Когда-то в Париже Мадам де Помпадур, знаменитая фаворитка Людовика XV, спросила Казанову:
– Сударь, вы приехали издалека? Как вы сказали? Из Венеции?
– Да, Мадам. Но Венеция не бывает далекo. Венеция всегда в центре.
Чтобы почувствовать вкус XVIII века, дорогой читатель, блистательного и очень грешного века, важно знать, что символами его были две столицы: Париж и Венеция. В XVIII веке Италия не грустила, вздыхая о былых славных веках. Она была и оставалась родиной музыки, театра, художников и центром масонства. Хотя о масонстве человечество всегда знало ровно столько, чтобы быть уверенными, что там кроется нечто намного большее. Это нечто, что обречено оставаться таинственным веками. Потребность в страшном и таинственном у человечества куда больше, чем потребность в раскрытии секрета.
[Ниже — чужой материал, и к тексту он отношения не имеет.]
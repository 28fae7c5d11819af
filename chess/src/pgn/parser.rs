use std::collections::HashMap;

/// A parsed PGN game
#[derive(Debug, Clone, Default)]
pub struct PgnGame {
    pub tags: HashMap<String, String>,
    pub moves: Vec<PgnMove>,
    pub result: Option<GameResult>,
}

/// A single move in PGN with metadata
#[derive(Debug, Clone, PartialEq)]
pub struct PgnMove {
    /// SAN as written, with move-quality glyphs removed
    pub san: String,
    pub comment: Option<String>,
    pub nags: Vec<u8>, // Numeric Annotation Glyphs (!!, ?, etc.)
    /// Alternatives to this move, each starting from the position before it
    pub variations: Vec<Vec<PgnMove>>,
}

#[derive(Debug, Clone, Copy, PartialEq, Eq)]
pub enum GameResult {
    WhiteWins,
    BlackWins,
    Draw,
    Ongoing,
}

impl PgnGame {
    pub fn tag(&self, name: &str) -> Option<&str> {
        self.tags.get(name).map(String::as_str)
    }

    /// Custom starting position from the `FEN` tag, if present.
    pub fn starting_fen(&self) -> Option<&str> {
        self.tag("FEN")
    }

    /// Total number of moves including every nested variation.
    pub fn ply_count(&self) -> usize {
        fn count(line: &[PgnMove]) -> usize {
            line.iter()
                .map(|m| 1 + m.variations.iter().map(|v| count(v)).sum::<usize>())
                .sum()
        }
        count(&self.moves)
    }
}

impl PgnMove {
    fn new(san: String) -> Self {
        Self {
            san,
            comment: None,
            nags: Vec::new(),
            variations: Vec::new(),
        }
    }
}

#[derive(Debug, Clone, PartialEq)]
enum Token {
    Tag(String, String),
    Move(String, Option<u8>),
    Nag(u8),
    Comment(String),
    Open,
    Close,
    Result(GameResult),
}

/// Parse a PGN document containing one or more games.
///
/// Games may omit tag pairs and results. Fails only when no move at all
/// could be recovered from the text.
pub fn parse_pgn(input: &str) -> Result<Vec<PgnGame>, PgnError> {
    let tokens = tokenize(input);
    let mut builder = GameBuilder::default();

    for token in tokens {
        match token {
            Token::Tag(name, value) => {
                if builder.has_moves() {
                    builder.finish();
                }
                builder.game.tags.insert(name, value);
            }
            Token::Move(san, glyph) => {
                let mut mv = PgnMove::new(san);
                mv.nags.extend(glyph);
                builder.current_line().push(mv);
            }
            Token::Nag(nag) => {
                if let Some(last) = builder.current_line().last_mut() {
                    last.nags.push(nag);
                }
            }
            Token::Comment(text) => {
                if let Some(last) = builder.current_line().last_mut() {
                    last.comment = Some(text);
                }
            }
            Token::Open => builder.open_variation(),
            Token::Close => builder.close_variation(),
            Token::Result(result) => {
                builder.game.result = Some(result);
                builder.finish();
            }
        }
    }
    builder.finish();

    let games = builder.games;
    if games.iter().all(|g| g.moves.is_empty()) {
        return Err(PgnError::NoMoves);
    }
    tracing::debug!(games = games.len(), "Parsed PGN document");
    Ok(games)
}

#[derive(Default)]
struct GameBuilder {
    games: Vec<PgnGame>,
    game: PgnGame,
    /// Open variations, innermost last. Empty while on the main line.
    variations: Vec<Vec<PgnMove>>,
}

impl GameBuilder {
    fn has_moves(&self) -> bool {
        !self.game.moves.is_empty() || !self.variations.is_empty()
    }

    fn current_line(&mut self) -> &mut Vec<PgnMove> {
        match self.variations.last_mut() {
            Some(line) => line,
            None => &mut self.game.moves,
        }
    }

    fn open_variation(&mut self) {
        self.variations.push(Vec::new());
    }

    fn close_variation(&mut self) {
        let Some(variation) = self.variations.pop() else {
            tracing::debug!("Ignoring unmatched ')' in PGN");
            return;
        };
        if variation.is_empty() {
            return;
        }
        match self.current_line().last_mut() {
            Some(parent) => parent.variations.push(variation),
            None => tracing::debug!("Dropping variation with no preceding move"),
        }
    }

    fn finish(&mut self) {
        while !self.variations.is_empty() {
            self.close_variation();
        }
        let game = std::mem::take(&mut self.game);
        if !game.moves.is_empty() || !game.tags.is_empty() {
            self.games.push(game);
        }
    }
}

fn tokenize(input: &str) -> Vec<Token> {
    let mut tokens = Vec::new();
    let mut chars = input.chars().peekable();
    let mut at_line_start = true;

    while let Some(&c) = chars.peek() {
        match c {
            '\n' => {
                chars.next();
                at_line_start = true;
                continue;
            }
            c if c.is_whitespace() => {
                chars.next();
                continue;
            }
            '%' if at_line_start => {
                for c in chars.by_ref() {
                    if c == '\n' {
                        break;
                    }
                }
                continue;
            }
            ';' => {
                for c in chars.by_ref() {
                    if c == '\n' {
                        break;
                    }
                }
                at_line_start = true;
                continue;
            }
            '[' => {
                chars.next();
                let raw: String = chars.by_ref().take_while(|&c| c != ']').collect();
                match parse_tag(&raw) {
                    Some((name, value)) => tokens.push(Token::Tag(name, value)),
                    None => tracing::debug!("Skipping malformed PGN tag: [{}]", raw),
                }
            }
            '{' => {
                chars.next();
                let text: String = chars.by_ref().take_while(|&c| c != '}').collect();
                tokens.push(Token::Comment(text.trim().to_string()));
            }
            '(' => {
                chars.next();
                tokens.push(Token::Open);
            }
            ')' => {
                chars.next();
                tokens.push(Token::Close);
            }
            '$' => {
                chars.next();
                let digits: String = std::iter::from_fn(|| chars.next_if(|c| c.is_ascii_digit())).collect();
                if let Ok(nag) = digits.parse() {
                    tokens.push(Token::Nag(nag));
                }
            }
            _ => {
                let symbol: String = std::iter::from_fn(|| {
                    chars.next_if(|&c| !c.is_whitespace() && !"(){}[];$".contains(c))
                })
                .collect();
                if symbol.is_empty() {
                    // Stray '}' or ']'
                    chars.next();
                    continue;
                }
                if let Some(token) = classify_symbol(&symbol) {
                    tokens.push(token);
                }
            }
        }
        at_line_start = false;
    }

    tokens
}

fn parse_tag(raw: &str) -> Option<(String, String)> {
    let raw = raw.trim();
    let (name, rest) = raw.split_once(char::is_whitespace)?;
    let value = rest.trim().strip_prefix('"')?.strip_suffix('"')?;
    Some((name.to_string(), value.replace("\\\"", "\"")))
}

fn classify_symbol(symbol: &str) -> Option<Token> {
    match symbol {
        "1-0" => return Some(Token::Result(GameResult::WhiteWins)),
        "0-1" => return Some(Token::Result(GameResult::BlackWins)),
        "1/2-1/2" => return Some(Token::Result(GameResult::Draw)),
        "*" => return Some(Token::Result(GameResult::Ongoing)),
        _ => {}
    }

    // Move numbers may be glued to the move ("12.e4", "3...Nf6").
    let without_number = symbol.trim_start_matches(|c: char| c.is_ascii_digit());
    let san = if without_number.len() != symbol.len() && without_number.starts_with('.') {
        without_number.trim_start_matches('.')
    } else {
        symbol
    };
    if san.is_empty() {
        return None;
    }

    let trimmed = san.trim_end_matches(['!', '?']);
    let glyph = match &san[trimmed.len()..] {
        "" => None,
        "!" => Some(1),
        "?" => Some(2),
        "!!" => Some(3),
        "??" => Some(4),
        "!?" => Some(5),
        "?!" => Some(6),
        _ => None,
    };
    if trimmed.is_empty() {
        return None;
    }
    Some(Token::Move(trimmed.to_string(), glyph))
}

#[derive(Debug, Clone, thiserror::Error)]
pub enum PgnError {
    #[error("PGN contains no moves")]
    NoMoves,
}

#[cfg(test)]
mod tests {
    use super::*;

    fn sans(line: &[PgnMove]) -> Vec<&str> {
        line.iter().map(|m| m.san.as_str()).collect()
    }

    #[test]
    fn test_parse_bare_movetext() {
        let games = parse_pgn("1. e4 e5 2. Nf3").unwrap();
        assert_eq!(games.len(), 1);
        assert_eq!(sans(&games[0].moves), vec!["e4", "e5", "Nf3"]);
        assert_eq!(games[0].result, None);
    }

    #[test]
    fn test_parse_nested_variations() {
        let pgn = "1. e4 e5 2. Nf3 Nc6 (2... Nf6 3. Nxe5 d5 4. exd5 (4. d4 dxe4 5. c4) (4. Nc3 d4) 4... Nxd5 ) 3. Bb5";
        let games = parse_pgn(pgn).unwrap();
        let main = &games[0].moves;
        assert_eq!(sans(main), vec!["e4", "e5", "Nf3", "Nc6", "Bb5"]);

        let petrov = &main[3].variations[0];
        assert_eq!(sans(petrov), vec!["Nf6", "Nxe5", "d5", "exd5", "Nxd5"]);
        assert_eq!(petrov[3].variations.len(), 2);
        assert_eq!(sans(&petrov[3].variations[0]), vec!["d4", "dxe4", "c4"]);
        assert_eq!(sans(&petrov[3].variations[1]), vec!["Nc3", "d4"]);
        assert_eq!(games[0].ply_count(), 15);
    }

    #[test]
    fn test_parse_multiple_games_with_tags() {
        let pgn = r#"[Event "One"]
[Result "1-0"]

1. e4 e5 1-0

[Event "Two"]
[FEN "8/8/8/8/8/8/k7/7K w - - 0 1"]

1. Kg2 Kb2 *
"#;
        let games = parse_pgn(pgn).unwrap();
        assert_eq!(games.len(), 2);
        assert_eq!(games[0].tag("Event"), Some("One"));
        assert_eq!(games[0].result, Some(GameResult::WhiteWins));
        assert_eq!(games[1].starting_fen(), Some("8/8/8/8/8/8/k7/7K w - - 0 1"));
        assert_eq!(sans(&games[1].moves), vec!["Kg2", "Kb2"]);
    }

    #[test]
    fn test_parse_comments_and_nags() {
        let pgn = "1. e4! {best by test} e5 $2 ; rest of line ignored\n2. Nf3?! *";
        let games = parse_pgn(pgn).unwrap();
        let moves = &games[0].moves;
        assert_eq!(sans(moves), vec!["e4", "e5", "Nf3"]);
        assert_eq!(moves[0].comment.as_deref(), Some("best by test"));
        assert_eq!(moves[0].nags, vec![1]);
        assert_eq!(moves[1].nags, vec![2]);
        assert_eq!(moves[2].nags, vec![6]);
    }

    #[test]
    fn test_glued_move_numbers() {
        let games = parse_pgn("1.e4 e5 2.Nf3 2...Nc6").unwrap();
        assert_eq!(sans(&games[0].moves), vec!["e4", "e5", "Nf3", "Nc6"]);
    }

    #[test]
    fn test_unbalanced_variation_is_closed() {
        let games = parse_pgn("1. e4 e5 (1... c5 2. Nf3").unwrap();
        assert_eq!(sans(&games[0].moves), vec!["e4", "e5"]);
        assert_eq!(sans(&games[0].moves[1].variations[0]), vec!["c5", "Nf3"]);
    }

    #[test]
    fn test_no_moves_is_error() {
        assert!(matches!(parse_pgn(""), Err(PgnError::NoMoves)));
        assert!(matches!(parse_pgn("[Event \"x\"]\n*"), Err(PgnError::NoMoves)));
        assert!(matches!(parse_pgn("{only a comment}"), Err(PgnError::NoMoves)));
    }
}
Италия, разделяя вместе с остальной Европой французские нравы, роскошь и вкусы, оставалась самой собой, нисколько не похожей на Францию. Её драгоценная жемчужина – Венеция стала второй столицей Европы. Город в лагуне делил с Парижем знаменитостей сцены, искусства, любви и интриг, знатных путешественников, необыкновенных людей, авантюристов и куртизанок, всех тонких ценителей и прожигателей жизни. Оба блистательных города, Париж и Венеция, возводили на пьедестал музыканта, певца, композитора. Аристократы и искатели приключений наполняли гостиные, театры и игорные дома двух столиц роскоши.
Но у Венеции XVIII века было преимущество перед Парижем. Город удовольствия не привлекал резонёров и лицемерных моралистов. Венеция счастливо избежала нашествия стай скучных насмешников французской столицы. Венецию не посещали благодетели человечества, занятые самолюбованием и поиском путей истины во "тьме невежества".
Что позволило солнечной лагуне Венеции на время избежать революционного вихря, накрывшего Францию.
В Париже декорация жизни была ширмой, на время скрывавшей зарождение грозных исторических событий. В Венеции декорация была частью яркого театрального представления. Это были декорации легкомыслия, декорации оперы, декорации комедии нравов, декорации комедии масок. Никогда и нигде жизнь не была так похожа на театральное представление, как в Венеции XVIII века. Париж создавал новую моду, новые блюда, новую литературу и театр. Он создавал великую литературу, великую философию. Которая, впрочем, для её создателей закончилась кровавым террором. А беззаботная, легкомысленная Венеция XVIII века веселилась, флиртовала и отдыхала. Слишком много крови было пролито в сражениях за её тысячелетнюю историю, за столетия громких побед, завоеваний и кровавых заговоров. К последней трети XVIII века слишком многоe было навсегда утеряно. Венеция потеряла все свои колонии. У неё не было желания, как, впрочем, не было и возможности что-либо возвращать. Не думая предаваться унынию и бесполезным вздохам о навсегда утраченном могуществе, Венеция занялась тем, чем обычно занимаются легкомысленные повесы и весельчаки. Венеция предалась неге, отдыху и развлечениям.